In those three years, I wrote the stories but did nothing else with them. I had delusions of actually being a paid writer and didn’t think about getting a publisher or what it costs to print and sell a book or the actual need for my work in the market. When I realized that, it was either never going to happen or take a while to happen, I switched game plans. In either case, it was not profitable. But, I held onto the works just in case. Hell, those stories are probably sitting on a 5 ¼ “ floppy disk somewhere in my parents’ house.
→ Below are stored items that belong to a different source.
//! Resumable, checkpointed ingestion pipeline.
//!
//! This crate provides:
//! - Batching and idempotent bulk writes (`BatchAccumulator`, `BatchLoader`)
//! - Bounded exponential backoff for transient store errors (`RetryPolicy`)
//! - The per-symbol state machine (`SyncOrchestrator`)
//! - Parallel multi-symbol runs over a bounded worker pool (`SyncRunner`)

pub mod batch;
pub mod orchestrator;
pub mod report;
pub mod retry;
pub mod runner;

pub use batch::{Batch, BatchAccumulator, BatchLoader, FlushOutcome};
pub use orchestrator::{SyncOrchestrator, SyncState};
pub use report::{ContractReport, Counts, SyncError, SyncReport};
pub use retry::RetryPolicy;
pub use runner::{RunSummary, SyncRunner};
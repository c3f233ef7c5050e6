//! Per-symbol pipeline driver.
//!
//! Walks the contract timeline in order. For each window the checkpoint is
//! consulted, the file is opened and streamed on a blocking thread that
//! filters by window and seals batches into a bounded channel; the async
//! side flushes each batch and only then advances the checkpoint. Batches
//! and checkpoints are therefore strictly ordered, and a full channel
//! blocks the decoder instead of buffering without bound.

use crate::batch::{Batch, BatchAccumulator, BatchLoader};
use crate::report::{ContractReport, Counts, SyncError, SyncReport};
use crate::retry::RetryPolicy;
use chrono::Utc;
use scid_core::config::{BatchConfig, SyncConfig};
use scid_core::{CheckpointRecord, CheckpointStatus, ContractWindow, Error, RawTime, Result};
use scid_ingestion::{ContractTimeline, FileCursor, ResumePoint};
use scid_store::{CheckpointStore, TickStore};
use serde::Serialize;
use std::fmt;
use std::sync::Arc;
use std::time::Duration;
use tokio::sync::mpsc;
use tokio::task::JoinError;
use tokio_util::sync::CancellationToken;

/// Pipeline states of one symbol.
#[derive(Debug, Clone, Copy, PartialEq, Eq, Serialize)]
#[serde(rename_all = "snake_case")]
pub enum SyncState {
    Idle,
    OpeningFile,
    Streaming,
    Flushing,
    Checkpointing,
    RollingOver,
    Done,
    Failed,
}

impl fmt::Display for SyncState {
    fn fmt(&self, f: &mut fmt::Formatter<'_>) -> fmt::Result {
        let name = match self {
            SyncState::Idle => "idle",
            SyncState::OpeningFile => "opening file",
            SyncState::Streaming => "streaming",
            SyncState::Flushing => "flushing",
            SyncState::Checkpointing => "checkpointing",
            SyncState::RollingOver => "rolling over",
            SyncState::Done => "done",
            SyncState::Failed => "failed",
        };
        f.write_str(name)
    }
}

fn join_error(err: JoinError) -> Error {
    Error::Io(std::io::Error::new(
        std::io::ErrorKind::Other,
        format!("worker task failed: {err}"),
    ))
}

/// Drives the pipeline of one symbol end to end.
///
/// Holds no per-run state: everything a run needs to resume is rebuilt from
/// the configuration and the checkpoint store.
pub struct SyncOrchestrator {
    config: Arc<SyncConfig>,
    store: Arc<dyn TickStore>,
    checkpoints: Arc<dyn CheckpointStore>,
    cancel: CancellationToken,
}

impl SyncOrchestrator {
    pub fn new(
        config: Arc<SyncConfig>,
        store: Arc<dyn TickStore>,
        checkpoints: Arc<dyn CheckpointStore>,
    ) -> Self {
        Self {
            config,
            store,
            checkpoints,
            cancel: CancellationToken::new(),
        }
    }

    /// Use an externally owned cancellation token.
    pub fn with_cancellation(mut self, cancel: CancellationToken) -> Self {
        self.cancel = cancel;
        self
    }

    /// Token that stops all runs at their next state boundary.
    pub fn cancellation_token(&self) -> CancellationToken {
        self.cancel.clone()
    }

    pub fn config(&self) -> &SyncConfig {
        &self.config
    }

    /// Sync one symbol.
    pub async fn sync(&self, symbol: &str) -> std::result::Result<SyncReport, SyncError> {
        let mut run = SymbolRun {
            owner: self,
            symbol: symbol.to_string(),
            state: SyncState::Idle,
            report: SyncReport::new(symbol),
        };

        match run.drive().await {
            Ok(()) => Ok(run.report),
            Err(source) => {
                let state = run.state;
                if matches!(source, Error::Cancelled) {
                    tracing::warn!(symbol, %state, "sync cancelled");
                } else {
                    tracing::error!(symbol, %state, error = %source, "sync failed");
                }
                run.transition(SyncState::Failed);
                Err(SyncError {
                    symbol: run.symbol,
                    state,
                    source,
                    report: run.report,
                })
            }
        }
    }
}

/// What the decode side needs to stream one window.
struct StreamPlan {
    window: ContractWindow,
    after: Option<RawTime>,
    multiplier: f64,
    batch: BatchConfig,
}

struct SymbolRun<'a> {
    owner: &'a SyncOrchestrator,
    symbol: String,
    state: SyncState,
    report: SyncReport,
}

impl SymbolRun<'_> {
    fn transition(&mut self, next: SyncState) {
        tracing::debug!(symbol = %self.symbol, from = %self.state, to = %next, "state transition");
        self.state = next;
    }

    fn check_cancelled(&self) -> Result<()> {
        if self.owner.cancel.is_cancelled() {
            Err(Error::Cancelled)
        } else {
            Ok(())
        }
    }

    async fn drive(&mut self) -> Result<()> {
        let config = Arc::clone(&self.owner.config);
        let symbol_config = config.symbol(&self.symbol)?;
        let timeline = ContractTimeline::build(&self.symbol, symbol_config)?;
        let destination = symbol_config.destination(&self.symbol);
        self.report.destination = destination.clone();

        let retry = RetryPolicy::from_config(&config.retry);
        self.ensure_destination(&destination, &retry).await?;
        let loader = BatchLoader::new(
            Arc::clone(&self.owner.store),
            &destination,
            retry,
            Duration::from_millis(config.batch.flush_timeout_ms),
        );

        tracing::info!(
            symbol = %self.symbol,
            %destination,
            contracts = timeline.len(),
            "sync started"
        );

        for window in &timeline {
            self.check_cancelled()?;
            self.transition(SyncState::OpeningFile);

            let mut contract = ContractReport::new(&window.contract_code);
            let result = self
                .sync_contract(window, &loader, symbol_config.price_multiplier, &mut contract)
                .await;
            self.report.contracts.push(contract);
            result?;

            self.transition(SyncState::RollingOver);
        }

        self.transition(SyncState::Done);
        let totals = self.report.totals();
        tracing::info!(
            symbol = %self.symbol,
            read = totals.records_read,
            written = totals.written,
            duplicates = totals.duplicates_skipped,
            filtered = totals.filtered_by_window,
            "sync finished"
        );
        Ok(())
    }

    async fn ensure_destination(&self, destination: &str, retry: &RetryPolicy) -> Result<()> {
        retry
            .retry_transient("ensure_destination", |_| {
                let store = Arc::clone(&self.owner.store);
                let destination = destination.to_string();
                async move {
                    tokio::task::spawn_blocking(move || store.ensure_destination(&destination))
                        .await
                        .map_err(join_error)?
                }
            })
            .await
    }

    async fn load_checkpoint(&self, contract: &str) -> Result<Option<CheckpointRecord>> {
        let checkpoints = Arc::clone(&self.owner.checkpoints);
        let symbol = self.symbol.clone();
        let contract = contract.to_string();
        tokio::task::spawn_blocking(move || checkpoints.get(&symbol, &contract))
            .await
            .map_err(join_error)?
    }

    async fn put_checkpoint(&self, record: CheckpointRecord) -> Result<()> {
        let checkpoints = Arc::clone(&self.owner.checkpoints);
        tokio::task::spawn_blocking(move || checkpoints.put(&record))
            .await
            .map_err(join_error)?
    }

    async fn sync_contract(
        &mut self,
        window: &ContractWindow,
        loader: &BatchLoader,
        multiplier: f64,
        report: &mut ContractReport,
    ) -> Result<()> {
        let code = window.contract_code.as_str();
        let checkpoint = self.load_checkpoint(code).await?;

        if let Some(cp) = &checkpoint {
            if cp.is_completed() && !window.is_open_ended() {
                tracing::info!(symbol = %self.symbol, contract = code, "contract already completed");
                report.skipped_completed = true;
                return Ok(());
            }
        }

        if !window.file.exists() {
            tracing::warn!(
                symbol = %self.symbol,
                contract = code,
                file = %window.file.display(),
                "contract file not found, skipping"
            );
            report.missing = true;
            return Ok(());
        }

        let path = window.file.clone();
        let contract = code.to_string();
        let cursor = tokio::task::spawn_blocking(move || FileCursor::open(&path, &contract))
            .await
            .map_err(join_error)??;

        let after = checkpoint.as_ref().and_then(|cp| cp.last_committed_raw_time);
        tracing::info!(
            symbol = %self.symbol,
            contract = code,
            records = cursor.record_count(),
            resume_after = ?after,
            "streaming contract"
        );

        self.transition(SyncState::Streaming);
        let config = &self.owner.config;
        let (tx, mut rx) = mpsc::channel(config.batch.queue_depth.max(1));
        let plan = StreamPlan {
            window: window.clone(),
            after,
            multiplier,
            batch: config.batch.clone(),
        };
        let producer = tokio::task::spawn_blocking(move || produce(cursor, plan, tx));

        let mut record = checkpoint.unwrap_or_else(|| CheckpointRecord::new(&self.symbol, code));
        let consumed = self.consume(&mut rx, loader, &mut record, report).await;
        // Unblocks the producer if the consumer stopped early.
        drop(rx);

        let (stats, produced) = producer.await.map_err(join_error)?;
        report.counts.records_read += stats.records_read;
        report.counts.decoded += stats.decoded;
        report.counts.filtered_by_window += stats.filtered_by_window;
        consumed?;
        produced?;

        tracing::info!(
            symbol = %self.symbol,
            contract = code,
            read = report.counts.records_read,
            written = report.counts.written,
            duplicates = report.counts.duplicates_skipped,
            filtered = report.counts.filtered_by_window,
            "contract done"
        );
        Ok(())
    }

    async fn consume(
        &mut self,
        rx: &mut mpsc::Receiver<Batch>,
        loader: &BatchLoader,
        record: &mut CheckpointRecord,
        report: &mut ContractReport,
    ) -> Result<()> {
        let interval = self.owner.config.batch.progress_interval.max(1);
        let mut since_progress = 0u64;

        while let Some(batch) = rx.recv().await {
            self.transition(SyncState::Flushing);
            let outcome = loader.flush(&batch).await?;
            report.counts.written += outcome.rows_written as u64;
            report.counts.duplicates_skipped += outcome.duplicates as u64;

            self.transition(SyncState::Checkpointing);
            advance(record, &batch, outcome.rows_written);
            self.put_checkpoint(record.clone()).await?;

            since_progress += batch.len() as u64;
            if since_progress >= interval {
                since_progress = 0;
                tracing::info!(
                    symbol = %self.symbol,
                    contract = %batch.contract,
                    written = report.counts.written,
                    raw_time = ?record.last_committed_raw_time,
                    "progress"
                );
            }

            self.check_cancelled()?;
            if !batch.exhausted {
                self.transition(SyncState::Streaming);
            }
        }
        Ok(())
    }
}

/// Move a checkpoint past a committed batch.
fn advance(record: &mut CheckpointRecord, batch: &Batch, rows_written: usize) {
    if let Some(raw_time) = batch.last_raw_time {
        record.last_committed_raw_time = Some(raw_time);
        record.last_committed_byte_offset = batch.end_offset;
    }
    record.rows_committed += rows_written as u64;
    record.status = if batch.exhausted {
        CheckpointStatus::Completed
    } else {
        CheckpointStatus::InProgress
    };
    record.updated_at = Utc::now();
}

/// Decode side of one window. Runs on a blocking thread.
fn produce(
    mut cursor: FileCursor,
    plan: StreamPlan,
    tx: mpsc::Sender<Batch>,
) -> (Counts, Result<()>) {
    let mut stats = Counts::default();
    let result = stream_window(&mut cursor, &plan, &tx, &mut stats);
    (stats, result)
}

fn stream_window(
    cursor: &mut FileCursor,
    plan: &StreamPlan,
    tx: &mpsc::Sender<Batch>,
    stats: &mut Counts,
) -> Result<()> {
    let window = &plan.window;

    // Slots up to the checkpoint were committed by an earlier run.
    let base = match plan.after {
        Some(t) => cursor.locate(ResumePoint::AfterRawTime(t))?,
        None => 0,
    };
    let start = match window.start_raw_time() {
        Some(s) => cursor.locate(ResumePoint::FromRawTime(s))?.max(base),
        None => base,
    };
    stats.records_read += start - base;
    stats.filtered_by_window += start - base;

    let mut acc = BatchAccumulator::new(Arc::from(cursor.contract()), &plan.batch);
    let offset = cursor.slot_offset(start);
    let mut ticks = cursor.resume_at(ResumePoint::ByteOffset(offset))?;

    while let Some(item) = ticks.next() {
        let tick = item?;
        stats.records_read += 1;
        stats.decoded += 1;

        if window.is_past_end(tick.timestamp) {
            let rest = ticks.remaining();
            stats.records_read += rest;
            stats.filtered_by_window += 1 + rest;
            break;
        }
        if !window.contains(tick.timestamp) {
            stats.filtered_by_window += 1;
            continue;
        }

        if let Some(batch) = acc.accumulate(tick.scaled(plan.multiplier), ticks.byte_position()) {
            if tx.blocking_send(batch).is_err() {
                return Ok(());
            }
        }
    }

    let last = acc.finish(ticks.byte_position());
    if tx.blocking_send(last).is_err() {
        tracing::debug!(contract = %window.contract_code, "consumer stopped before final batch");
    }
    Ok(())
}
20 years ago, I could never conceive of actually becoming a published author, but, in today’s world, a writer can simply write, upload and sell their work for Kindles and Nooks and bypass publishers all together. Some have actually sold a million copies of their books, strictly through ebook sales. So, I am going to try an experiment. I am going to write a book on exactly what I’ve done in the last few years from the business side. I will then attempt to sell it on Amazon or through my site (Those details are sketchy). If I can make a case to myself that it is worth me putting forth the time to write something with the expectation of being paid for it, then I will revisit the idea of creative fiction. Believe me, I still have stories floating around in my head that my nearest and dearest friend/editor has told me to get written.
The caveat is that I have to see a significant interest in this venture before I take the time to attempt a 300 page novel. I just don’t have that kind of free time. Not to mention, I have a few friends with degrees in English and teaching that would probably want to see me DIAF if I actually wrote something and tried to sell it for profit.
The reason I am trying to fast track this experiment is that the new fad smell of self publishing and Kindles are probably going to wear off, soon. Stephen King had once said (paraphrased) that “Ebooks would account for probably 50% of all book sales by 2013. Maybe 2012.” However, he also says that people get tired of the new toys.
By that note, I have an ever shrinking window of opportunity to establish myself before the fad of ebooks or self publishing becomes the MySpace or worse, Friendster of writing avenues.
I still plan to blog as much as possible because I have a great source of material, my kid. Still, the point of MAMS was to rant and rave over the decline of entertainment via the distorted view of a pop culture observer. Those posts take a lot more time to prepare and vet and I have neither the time nor the ambition to do actual research.
I do hope those 4.5 readers I still may have will keep on reading but don’t be surprised if you wake up on a Monday, Wednesday or Friday and don’t see anything new… or worth reading for that matter.